Costi, Sem sentido, Maquinário ou Lembrete afirmaram o essencial: o quanto uma banda de guitarras pode ainda soar vital nos dias de hoje, tragando todo o passado do Brasil musical para o seu presente. Uma delícia.

Hipnoses e ovelhas

Depois (e não antes) dos Graveola, Juana Molina lá chegou a horas de mostrar o quão singular é a sua música. Há qualquer coisa de selvático nas suas canções, assentes em loops que se acrescentam e subtraem, e de uma crueza que, na guitarra, lembra a PJ Harvey de Rid of Me. Só que a guitarra é um pormenor e passando sobretudo por temas do mais recente Wed 21, como Eras ou Lo decidi yo, Molina constrói momentos vários de uma alucinação sonora que faz pensar num trip-hop imaginado a partir da vizinha Amazónia, numa Björk crescida não entre vulcões e geisers mas no meio de um tribalismo tecnológico e de uma vegetação luxuriante.

Se havia o perigo claro de, no final da noite, o público de Porto Covo (em concertos de entrada livre e que, por essa mesma razão, atraem muitos curiosos menos disponíveis para música que exija mais do que um fácil apelo à dança) se mostrar mais desconfiado perante a proposta da argentina, a verdade é que muitos por ali ficaram, agarrados à hipnose rítmica a que Molina junta eficazes e simples ganchos melódicos. Um óptimo concerto talhado para auditório a conseguir sobreviver, e conquistar, numa praça surpreendente que, há dois anos, por exemplo, quase se silenciou perante o belíssimo e delicado concerto instrumental de Kayhan Kalhor & Erdal Erzincan.
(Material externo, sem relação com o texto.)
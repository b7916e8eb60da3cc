//! # Reconciliation Controller
//!
//! Consumes one [`ControllerEvent`] at a time, folds it into the observed
//! dependency facts and then steps the state machine until it settles.
//!
//! ```text
//! Blocked -> Ready -> Configuring -> Waiting -> Active
//!                                       ^         |
//!                                       |   dependency lost
//!                                       |         v
//!                             Reregistering <- Unregistering
//! ```
//!
//! Losing the broker or the orchestrator while a worker service is deployed
//! unregisters every connector before the service goes away; once a healthy
//! replacement is reported the registry is replayed against it. Failed passes
//! leave the controller in place and are retried on the next event.
//!
//! `handle` never returns an error: collaborator failures become status
//! messages and structured log events.

use super::change_detector::ChangeDetector;
use super::desired_state::{DesiredStateBuilder, GroupIdPolicy};
use super::recovery::RegistryRecoveryProtocol;
use super::topics::{provision_topics, TopicPlan};
use super::types::{EndpointPublisher, Orchestrator, StatusSink, TopicProvisioner};
use crate::client::{ApiResult, ConnectorApi, EndpointCell, WorkerApiClient, WorkerApiConfig};
use crate::config::{ControllerConfig, TopicSettings};
use crate::constants::{deployment, messages, topics, StatusLevel};
use crate::error::{ControllerError, ControllerResult};
use crate::logging::{log_connector_operation, log_error, log_reconciliation_operation};
use crate::models::{
    DeploymentDescriptor, DeploymentObservation, ServiceEndpoint, WorkerConfiguration,
};
use crate::persistence::{InMemoryStore, JsonFileStore, SnapshotStore};
use crate::registry::{ConnectorConfig, ConnectorRegistry};
use crate::state_machine::{
    BlockedReason, BrokerTopology, ControllerEvent, DependencyFacts, ReconciliationState,
    TransitionGuard,
};
use chrono::{DateTime, Utc};
use serde::{Deserialize, Serialize};
use std::collections::BTreeSet;
use std::sync::Arc;
use tracing::{debug, info, warn};

const COMPONENT: &str = "reconciliation_controller";

/// Upper bound on transitions taken for a single event
const MAX_STEPS_PER_EVENT: usize = 16;

/// External systems the controller drives
#[derive(Clone)]
pub struct Collaborators {
    pub orchestrator: Arc<dyn Orchestrator>,
    pub status: Arc<dyn StatusSink>,
    pub publisher: Arc<dyn EndpointPublisher>,
    /// Provisions missing bookkeeping topics while blocked on them
    pub topic_provisioner: Option<Arc<dyn TopicProvisioner>>,
}

/// Durable controller state, saved after every handled event
#[derive(Debug, Clone, Default, PartialEq, Serialize, Deserialize)]
pub struct ControllerCheckpoint {
    pub state: ReconciliationState,
    pub facts: DependencyFacts,
    pub endpoint: Option<ServiceEndpoint>,
    pub committed: Option<DeploymentDescriptor>,
    pub last_observation: Option<DeploymentObservation>,
    pub base_properties: WorkerConfiguration,
    pub image: Option<String>,
    pub desired_state_current: bool,
    /// A worker deployment was applied and its connectors not yet unregistered
    #[serde(default)]
    pub deployment_live: bool,
    pub reregistration_pending: bool,
    pub updated_at: Option<DateTime<Utc>>,
}

enum Step {
    /// Settled for this event
    Stay,
    Next(ReconciliationState),
    /// Transition, report the blocked message and stop processing the event
    Halt(ReconciliationState, String),
}

pub struct ReconciliationController {
    config: ControllerConfig,
    state: ReconciliationState,
    facts: DependencyFacts,
    base_properties: WorkerConfiguration,
    image: Option<String>,
    /// Desired state was built from the current inputs
    desired_state_current: bool,
    /// Worker deployment applied; cleared once its connectors are unregistered
    deployment_live: bool,
    /// Connectors were unregistered and still have to be replayed
    reregistration_pending: bool,
    last_observation: Option<DeploymentObservation>,
    change_detector: ChangeDetector,
    endpoint: EndpointCell,
    registry: ConnectorRegistry,
    api: Arc<dyn ConnectorApi>,
    collaborators: Collaborators,
    checkpoint_store: Arc<dyn SnapshotStore<ControllerCheckpoint>>,
    last_status: Option<(StatusLevel, String)>,
}

impl std::fmt::Debug for ReconciliationController {
    fn fmt(&self, f: &mut std::fmt::Formatter<'_>) -> std::fmt::Result {
        f.debug_struct("ReconciliationController")
            .field("application", &self.config.application_name)
            .field("state", &self.state)
            .field("endpoint", &self.endpoint.get())
            .field("registry", &self.registry)
            .field("checkpoint", &self.checkpoint_store.location())
            .finish()
    }
}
Os primeiros sons do FMM couberam, no entanto, ao guineense Braima Galissá, que percorreu as ruas da aldeia tocando o seu kora (uma espécie de harpa africana de 22 cordas) e depois o levou até ao palco, defendendo a Guiné Bissau como local de nascimento do instrumento – foi o que o seu avô, que viveu até aos 110 anos, lhe garantiu. Com o final da tarde, chegaria o grupo vocal feminino (acompanhado de um percussionista) Segue-me à Capela, que desfiou temas arranjados a partir das recolhas de Michel Giacometti, José Alberto Sardinha e Ernesto Veiga de Oliveira, numa visita ao património musical português – tudo se canta, desde as ovelhas no prado (composição, neste caso, de Amélia Muge) às melodias que as mulheres entoavam na altura de recolher o gado ou a temas de rituais de casamento sefarditas.

Em apresentação de Sanjoanices, Paganices e Outras Coisas de Mulher, em que adaptam para as suas sete vozes à capela (mas também acompanhadas por adufe ou por uma percussão que nunca contesta o elemento central da sua música) e tomam recolhas de temas populares habitados por São João (“São João era bom homem / se não fora tão velhaco”, canta-se em Macelada) como mote para este álbum e para o concerto de abertura oficial do FMM. Com a tradição bastante presente, das portuguesas aos brasileiros, tudo bons exemplos de como o presente nunca foi invenção de si próprio.